Partially Observable Markov Decision Process (POMDP) is a fundamental model for probabilistic planning in stochastic domains. More recently, constrained POMDP and chance-constrained POMDP extend the model allowing constraints to be specified on some aspects of the policy in addition to the objective function. Despite their expressive power, these models assume all actions take a fixed duration, which poses a limitation in modeling real-world planning problems. In this work, we propose a unified model for durative POMDP and its constrained extensions. First, we convert these extensions into an Integer Linear Programming (ILP) formulation, which can be solved using existing solvers in the ILP literature. Second, a heuristic search approach is provided that can efficiently prune the search space, guided by solving successive partial ILP programs.
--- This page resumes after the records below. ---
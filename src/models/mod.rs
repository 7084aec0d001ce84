//! Persistent entity definitions shared across the store, the HDHomeRun
//! surface, the streaming pipeline and the EPG engine.

use chrono::{DateTime, Utc};
use serde::{Deserialize, Serialize};
use sqlx::FromRow;
use uuid::Uuid;

/// A Plex-visible channel. `enabled` channels need at least one enabled
/// [`Stream`] to appear in the lineup.
#[derive(Debug, Clone, Serialize, Deserialize, FromRow)]
pub struct Channel {
    pub id: Uuid,
    pub number: i64,
    pub name: String,
    pub logo: Option<String>,
    pub epg_id: Option<String>,
    pub enabled: bool,
    pub encoding_profile: Option<String>,
    pub created_at: DateTime<Utc>,
    pub updated_at: DateTime<Utc>,
}

/// The upstream realization of a [`Channel`]. A channel may have several;
/// the first enabled one by insertion order is primary.
#[derive(Debug, Clone, Serialize, Deserialize, FromRow)]
pub struct Stream {
    pub id: Uuid,
    pub channel_id: Uuid,
    pub url: String,
    pub kind: StreamKind,
    pub enabled: bool,
    pub reliability_score: f64,
    pub failure_count: i64,
    pub last_failure: Option<DateTime<Utc>>,
    pub encoding_profile: Option<String>,
    pub sort_order: i64,
    pub created_at: DateTime<Utc>,
    pub updated_at: DateTime<Utc>,
}

#[derive(Debug, Clone, Copy, Serialize, Deserialize, sqlx::Type, PartialEq, Eq)]
#[sqlx(type_name = "text", rename_all = "lowercase")]
#[serde(rename_all = "lowercase")]
pub enum StreamKind {
    Http,
    Hls,
    Dash,
    Rtsp,
    Rtmp,
    Mpegts,
}

impl StreamKind {
    pub fn as_str(&self) -> &'static str {
        match self {
            StreamKind::Http => "http",
            StreamKind::Hls => "hls",
            StreamKind::Dash => "dash",
            StreamKind::Rtsp => "rtsp",
            StreamKind::Rtmp => "rtmp",
            StreamKind::Mpegts => "mpegts",
        }
    }
}

/// An upstream XMLTV feed the EPG ingester pulls on a schedule.
#[derive(Debug, Clone, Serialize, Deserialize, FromRow)]
pub struct EpgSource {
    pub id: Uuid,
    pub name: String,
    pub url: String,
    pub refresh_interval: String,
    pub enabled: bool,
    pub last_refresh: Option<DateTime<Utc>>,
    pub last_success: Option<DateTime<Utc>>,
    pub last_error: Option<String>,
    pub category: Option<String>,
    /// JSON-encoded `Vec<String>`; stored as text because it came from a
    /// sloppily typed source column (see §9 of the spec).
    pub secondary_genres: Option<String>,
    pub created_at: DateTime<Utc>,
    pub updated_at: DateTime<Utc>,
}

impl EpgSource {
    pub fn secondary_genres_vec(&self) -> Vec<String> {
        self.secondary_genres
            .as_deref()
            .and_then(|raw| serde_json::from_str::<Vec<String>>(raw).ok())
            .unwrap_or_default()
    }
}

/// A channel as advertised by an [`EpgSource`]'s XMLTV feed. Replaced
/// wholesale on every successful refresh of that source.
#[derive(Debug, Clone, Serialize, Deserialize, FromRow)]
pub struct EpgChannel {
    pub source_id: Uuid,
    pub epg_id: String,
    pub display_name: String,
    pub icon_url: Option<String>,
    pub created_at: DateTime<Utc>,
}

/// A single programme. `channel_key` is the EPG id as observed in the
/// feed; it is a weak reference, resolved at read time, not a foreign key
/// (see DESIGN NOTES §9 of the spec).
#[derive(Debug, Clone, Serialize, Deserialize, FromRow)]
pub struct EpgProgram {
    pub id: String,
    pub channel_key: String,
    pub title: String,
    pub subtitle: Option<String>,
    pub description: Option<String>,
    pub start: DateTime<Utc>,
    pub end: DateTime<Utc>,
    pub category: Option<String>,
    pub secondary_category: Option<String>,
    pub year: Option<i64>,
    pub country: Option<String>,
    pub icon_url: Option<String>,
    pub episode_number: Option<i64>,
    pub season_number: Option<i64>,
    pub series_id: Option<String>,
    pub keywords: Option<String>,
    pub rating: Option<String>,
    pub flag_audio_description: bool,
    pub flag_subtitles: bool,
    pub flag_hd: bool,
    pub flag_premiere: bool,
    pub flag_finale: bool,
    pub flag_live: bool,
    pub flag_new_episode: bool,
}

impl EpgProgram {
    pub fn program_id(channel_key: &str, start: DateTime<Utc>) -> String {
        format!("{channel_key}|{}", start.to_rfc3339())
    }
}

/// Application-wide key/value settings backing the concurrency caps and
/// other runtime-tunable values (§6 "Configuration").
#[derive(Debug, Clone, Serialize, Deserialize, FromRow)]
pub struct Setting {
    pub key: String,
    pub value: String,
}

/// A live streaming session. In-memory only; never persisted (§3).
#[derive(Debug, Clone)]
pub struct StreamSessionInfo {
    pub id: Uuid,
    pub channel_id: Uuid,
    pub started_at: DateTime<Utc>,
    pub last_byte_at: DateTime<Utc>,
    pub client_ua: Option<String>,
    pub upstream_state: UpstreamState,
}

#[derive(Debug, Clone, Copy, PartialEq, Eq)]
pub enum UpstreamState {
    Connecting,
    Streaming,
    Closed,
}

/// §4.6 classifier output: how the gateway should serve a given stream.
#[derive(Debug, Clone, PartialEq, Eq)]
pub enum UpstreamMode {
    Direct,
    Remux,
    Transcode,
}

/// §4.7 encoding profile. Fields mirror the recognized option set in §4.7.
#[derive(Debug, Clone, Serialize, Deserialize)]
#[serde(default)]
pub struct EncodingProfile {
    pub preset: String,
    pub input_reconnect: bool,
    pub anti_loop: bool,
    pub gop_size: u32,
    pub keyframe_interval: u32,
    pub video_codec: VideoCodecMode,
    pub audio_codec: AudioCodecMode,
    pub container: ContainerMode,
    pub timestamp_strategy: String,
    pub retry_attempts: u32,
    pub session_timeout_secs: u64,
    pub enable_monitoring: bool,
}

impl Default for EncodingProfile {
    fn default() -> Self {
        Self {
            preset: "veryfast".to_string(),
            input_reconnect: true,
            anti_loop: false,
            gop_size: 50,
            keyframe_interval: 2,
            video_codec: VideoCodecMode::Copy,
            audio_codec: AudioCodecMode::Copy,
            container: ContainerMode::Mpegts,
            timestamp_strategy: "passthrough".to_string(),
            retry_attempts: 1,
            session_timeout_secs: 30,
            enable_monitoring: true,
        }
    }
}

impl EncodingProfile {
    /// The escalated, anti-loop-hardened profile described in §4.7:
    /// small GOP, frequent keyframes, live-edge start, no seeking.
    pub fn high_reliability() -> Self {
        Self {
            preset: "ultrafast".to_string(),
            input_reconnect: true,
            anti_loop: true,
            gop_size: 25,
            keyframe_interval: 1,
            video_codec: VideoCodecMode::H264,
            audio_codec: AudioCodecMode::Aac,
            container: ContainerMode::Mpegts,
            timestamp_strategy: "start_at_zero".to_string(),
            retry_attempts: 1,
            session_timeout_secs: 30,
            enable_monitoring: true,
        }
    }
}

#[derive(Debug, Clone, Copy, Serialize, Deserialize, PartialEq, Eq)]
#[serde(rename_all = "lowercase")]
pub enum VideoCodecMode {
    Copy,
    H264,
}

#[derive(Debug, Clone, Copy, Serialize, Deserialize, PartialEq, Eq)]
#[serde(rename_all = "lowercase")]
pub enum AudioCodecMode {
    Copy,
    Aac,
}

#[derive(Debug, Clone, Copy, Serialize, Deserialize, PartialEq, Eq)]
#[serde(rename_all = "lowercase")]
pub enum ContainerMode {
    Mpegts,
    Mp4,
}
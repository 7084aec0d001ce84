//! Identity & addressing (C3). Resolves the base URL under which this
//! bridge should advertise itself to Plex, and maps between a channel's
//! database id and the EPG key used to join it against programme data.

use axum::http::HeaderMap;

use crate::config::NetworkConfig;
use crate::models::Channel;

/// The scheme+host+port Plex should use to reach this instance.
///
/// Resolution order (§4.3): an explicit `advertised_host` from config
/// wins outright; otherwise we trust the incoming request's `Host`
/// header, since that's what the client actually dialed; failing that we
/// fall back to `network.host`/`network.port` from config, which may be
/// `0.0.0.0` and therefore useless to a remote client but is better than
/// nothing.
pub fn base_url(config: &NetworkConfig, headers: &HeaderMap) -> String {
    if let Some(host) = &config.advertised_host {
        return format!("http://{host}");
    }
    if let Some(host) = headers
        .get(axum::http::header::HOST)
        .and_then(|v| v.to_str().ok())
    {
        return format!("http://{host}");
    }
    format!("http://{}:{}", config.host, config.port)
}

/// The key used to look up EPG data for a channel: its explicit `epg_id`
/// if set, else its own database id (stringified), so a channel with no
/// configured EPG mapping still gets a stable (if unmatched) key rather
/// than `None` propagating through every EPG query.
pub fn epg_key(channel: &Channel) -> String {
    channel
        .epg_id
        .clone()
        .unwrap_or_else(|| channel.id.to_string())
}

#[cfg(test)]
mod tests {
    use super::*;
    use chrono::Utc;
    use uuid::Uuid;

    fn channel(epg_id: Option<&str>) -> Channel {
        Channel {
            id: Uuid::new_v4(),
            number: 1,
            name: "Test".to_string(),
            logo: None,
            epg_id: epg_id.map(str::to_string),
            enabled: true,
            encoding_profile: None,
            created_at: Utc::now(),
            updated_at: Utc::now(),
        }
    }

    #[test]
    fn epg_key_falls_back_to_channel_id() {
        let c = channel(None);
        assert_eq!(epg_key(&c), c.id.to_string());
    }

    #[test]
    fn epg_key_prefers_explicit_mapping() {
        let c = channel(Some("bbc1.uk"));
        assert_eq!(epg_key(&c), "bbc1.uk");
    }

    #[test]
    fn advertised_host_takes_priority_over_request_host() {
        let mut config = NetworkConfig {
            host: "0.0.0.0".to_string(),
            port: 8080,
            advertised_host: Some("tuner.lan:9000".to_string()),
            friendly_name: "x".to_string(),
            device_id: "x".to_string(),
            tuner_count: 1,
        };
        let mut headers = HeaderMap::new();
        headers.insert(axum::http::header::HOST, "ignored:1234".parse().unwrap());
        assert_eq!(base_url(&config, &headers), "http://tuner.lan:9000");

        config.advertised_host = None;
        assert_eq!(base_url(&config, &headers), "http://ignored:1234");
    }
}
Third, we give a theoretical analysis of the problem: unlike short-horizon POMDPs, with policies of a constant depth, which can be solved in polynomial time, the constrained extensions are NP-Hard even with a planning horizon of two and non-negative rewards. To alleviate that, we propose a Fully Polynomial Time Approximation Scheme (FPTAS) that computes (near) optimal deterministic policies in polynomial time. The FPTAS is among the best achievable in theory in terms of approximation ratio. Finally, evaluation results show that our approach is empirically superior to the state-of-the-art fixed-horizon chance-constrained POMDP solver.

Majid Khonji (2023). “Approximability and Efficient Algorithms for Constrained Fixed-Horizon POMDPs with Durative Actions.” The Journal of Artificial Intelligence (AIJ).